Итак, перед читателем предстает множество версий смерти царевича. Иначе и не могло быть — смерть царевича была окутана глубокой тайной, вынуждавшей современников и потомков гадать о ее причине. Тем более трудно высказать свое суждение историку спустя почти три столетия после события. Ему тоже остается гадать, опираясь на скудный ряд достоверных источников.
Начнем с того, что казнь сына — а она, по обычаю того времени, могла быть только публичной — была крайне невыгодна для репутации отца: в глазах современников он выглядел бы детоубийцей. Царь мог игнорировать смертный приговор светских чинов, помиловать сына, сохранив ему жизнь и определив его дальнейшую судьбу по одному из трех возможных сценариев: либо заточить в монастырь, либо разрешить ему жениться на Евфросинье и вести жизнь частного человека, как он и обещал, когда царевич находился в Неаполе, либо, наконец, содержать в Шлиссельбургской или Петропавловской крепости. Но Петр, в результате следствия выяснив острое желание сына владеть короной, знал, что обещания и клятвы ничего не стоят, и не мог допустить, чтобы царевич получил возможность — хотя бы и через клятвопреступление — наследовать трон. Петра более устраивал мертвый сын, нежели живой, пусть и с готовностью соглашавшийся навсегда отречься от престола в пользу младшего брата, трехлетнего царевича Петра. Подобную мысль высказал голландский резидент де Би, который «всегда думал, что если низложенный царевич переживет его величество, то он, невзирая на отречение свое, на клятву, на распоряжения и проклятия отца, будет стремиться к овладению престолом и, найдя многочисленных приверженцев, возбудит в целой стране смуты, со всеми их кровавыми ужасами».
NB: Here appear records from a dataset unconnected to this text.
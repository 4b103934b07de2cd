//! Product catalog module.
//!
//! Contains the product record and its variations.

mod product;
mod variation;

pub use product::{Product, ProductImage, ProductType};
pub use variation::{Variation, Variations};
Обратимся к последним дням Петербургского розыска, когда царевич был заточен в Трубецкой раскат Петропавловской крепости и подвергался пыткам. Вряд ли до начала пыток царевич чувствовал себя нормально — несомненно, он и морально, и физически пребывал в угнетенном состоянии. Более того, ему нетрудно было догадаться, какая мера наказания ожидает его после завершения следствия. Если в его сознании и теплилась слабая надежда на сохранение жизни, то ее похоронили пытки и чтение приговора светских чинов.
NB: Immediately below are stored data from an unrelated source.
//! Product view lifecycle state machine.
//!
//! A view starts in [`ViewPhase::Loading`] and moves to [`ViewPhase::Ready`]
//! the first time a product is delivered. Delivering a product whose
//! variation list differs from the last one seen re-runs the default
//! selection; delivering an equal list keeps whatever the user picked.

use std::fmt;

use serde::{Deserialize, Serialize};

use crate::cart::AddToCartRequest;
use crate::catalog::{Product, Variation, Variations};
use crate::ids::{DatabaseId, ViewId};
use crate::selection::registry::VariantRegistry;
use crate::PdpError;

/// Phases of a product view.
#[derive(Debug, Clone, Copy, PartialEq, Eq, Hash, Serialize, Deserialize, Default)]
pub enum ViewPhase {
    /// Waiting for the product.
    #[default]
    Loading,
    /// Product available; price and selector can be rendered.
    Ready,
}

impl ViewPhase {
    pub fn as_str(&self) -> &'static str {
        match self {
            ViewPhase::Loading => "loading",
            ViewPhase::Ready => "ready",
        }
    }
}

/// Snapshot of the view-owned selection state.
#[derive(Debug, Clone, Copy, PartialEq, Eq, Serialize)]
#[serde(rename_all = "camelCase")]
pub struct SelectionState {
    pub is_loading: bool,
    pub selected_variation_id: Option<DatabaseId>,
}

/// Events reported to [`LifecycleObserver`]s.
#[derive(Debug, Clone, PartialEq, Eq)]
pub enum LifecycleEvent {
    /// First product delivered; the view is ready.
    Initialized { default: Option<DatabaseId> },
    /// A product with a different variation list replaced the previous one.
    Reselected {
        previous: Option<DatabaseId>,
        default: Option<DatabaseId>,
    },
    /// The user picked another variation.
    SelectionChanged {
        from: Option<DatabaseId>,
        to: DatabaseId,
    },
    /// A user selection was refused; the previous selection stands.
    SelectionRejected { value: String, reason: String },
}

impl LifecycleEvent {
    pub fn name(&self) -> &'static str {
        match self {
            LifecycleEvent::Initialized { .. } => "initialized",
            LifecycleEvent::Reselected { .. } => "reselected",
            LifecycleEvent::SelectionChanged { .. } => "selection_changed",
            LifecycleEvent::SelectionRejected { .. } => "selection_rejected",
        }
    }
}

/// Observer trait for lifecycle events.
pub trait LifecycleObserver: Send + Sync {
    /// Called after the state change has been applied.
    fn on_event(&self, view_id: &ViewId, event: &LifecycleEvent);
}

/// Selection state machine for one product view instance.
pub struct ProductViewLifecycle {
    view_id: ViewId,
    phase: ViewPhase,
    selected: Option<DatabaseId>,
    /// Variation list of the last delivered product. Outer `None` until the
    /// first delivery.
    seen: Option<Option<Variations>>,
    observers: Vec<Box<dyn LifecycleObserver>>,
}

impl ProductViewLifecycle {
    pub fn new() -> Self {
        Self::with_view_id(ViewId::generate())
    }

    pub fn with_view_id(view_id: ViewId) -> Self {
        Self {
            view_id,
            phase: ViewPhase::Loading,
            selected: None,
            seen: None,
            observers: Vec::new(),
        }
    }

    /// Register an observer.
    pub fn with_observer(mut self, observer: impl LifecycleObserver + 'static) -> Self {
        self.observers.push(Box::new(observer));
        self
    }

    pub fn view_id(&self) -> &ViewId {
        &self.view_id
    }

    pub fn phase(&self) -> ViewPhase {
        self.phase
    }

    pub fn is_loading(&self) -> bool {
        self.phase == ViewPhase::Loading
    }

    pub fn selected_variation_id(&self) -> Option<DatabaseId> {
        self.selected
    }

    pub fn state(&self) -> SelectionState {
        SelectionState {
            is_loading: self.is_loading(),
            selected_variation_id: self.selected,
        }
    }

    /// Variations of the last delivered product.
    pub fn variations(&self) -> &[Variation] {
        match &self.seen {
            Some(Some(v)) => v.nodes.as_slice(),
            _ => &[],
        }
    }

    /// Deliver a product to the view.
    ///
    /// Returns `true` when this delivery (re)initialized the selection.
    pub fn on_product(&mut self, product: &Product) -> bool {
        let first = match &self.seen {
            None => true,
            Some(previous) if *previous != product.variations => false,
            Some(_) => return false,
        };

        self.seen = Some(product.variations.clone());
        self.phase = ViewPhase::Ready;

        let previous = self.selected;
        let default = VariantRegistry::new(product.variation_nodes()).default_variant();
        self.selected = default;

        let event = if first {
            LifecycleEvent::Initialized { default }
        } else {
            LifecycleEvent::Reselected { previous, default }
        };
        self.notify(&event);
        true
    }

    /// Apply a user selection.
    ///
    /// The selection must be one of the current product's variations; on
    /// failure the previous selection is kept.
    pub fn select_variation(&mut self, candidate: DatabaseId) -> Result<DatabaseId, PdpError> {
        if self.is_loading() {
            self.reject(candidate.to_string(), "view is loading");
            return Err(PdpError::NotReady);
        }
        if !VariantRegistry::new(self.variations()).is_valid(candidate) {
            self.reject(candidate.to_string(), "not a variation of this product");
            return Err(PdpError::InvalidVariation(candidate));
        }

        let from = self.selected;
        self.selected = Some(candidate);
        if from != Some(candidate) {
            self.notify(&LifecycleEvent::SelectionChanged { from, to: candidate });
        }
        Ok(candidate)
    }

    /// Apply a selection delivered as a raw selector value.
    pub fn select_from_value(&mut self, value: &str) -> Result<DatabaseId, PdpError> {
        match value.parse::<DatabaseId>() {
            Ok(id) => self.select_variation(id),
            Err(_) => {
                self.reject(value.to_string(), "not an integer");
                Err(PdpError::InvalidSelectionValue(value.to_string()))
            }
        }
    }

    /// Hand-off for the cart collaborator, carrying the current selection.
    pub fn cart_request<'p>(&self, product: &'p Product, full_width: bool) -> AddToCartRequest<'p> {
        AddToCartRequest {
            product,
            variation_id: self.selected,
            full_width,
        }
    }

    fn reject(&self, value: String, reason: &str) {
        self.notify(&LifecycleEvent::SelectionRejected {
            value,
            reason: reason.to_string(),
        });
    }

    fn notify(&self, event: &LifecycleEvent) {
        for observer in &self.observers {
            observer.on_event(&self.view_id, event);
        }
    }
}

impl Default for ProductViewLifecycle {
    fn default() -> Self {
        Self::new()
    }
}

impl fmt::Debug for ProductViewLifecycle {
    fn fmt(&self, f: &mut fmt::Formatter<'_>) -> fmt::Result {
        f.debug_struct("ProductViewLifecycle")
            .field("view_id", &self.view_id)
            .field("phase", &self.phase)
            .field("selected", &self.selected)
            .field("observers", &self.observers.len())
            .finish()
    }
}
Надобно отметить, что пытки не слишком обогатили следствие дополнительными сведениями. Царевича спрашивали: не наклепал ли он в своих предшествующих показаниях лишнего на Вяземского, Долгорукого, Семена Нарышкина, царицу Марию Алексеевну, Шереметева и других? Он же, зная о том, что отказ от прежних показаний повлечет новые пытки, в пыточной речи 19 июня 1718 года показал: «На кого де он в прежних своих повинных написал и пред сенаторами сказал, то все правда, и ни на кого не затеял и никого не утаил». Ему была дана максимальная норма истязаний для первого дня пыток — 25 ударов. Несомненно, это сильно отразилось на его здоровье.
Обычно после такого количества ударов истерзанному перед очередной пыткой предоставляли семь-десять дней, чтобы прийти в себя и хоть как-то залечить нанесенные раны. Царевича же пытали повторно через пять дней, причем нанесли ему не шесть-девять, а пятнадцать ударов.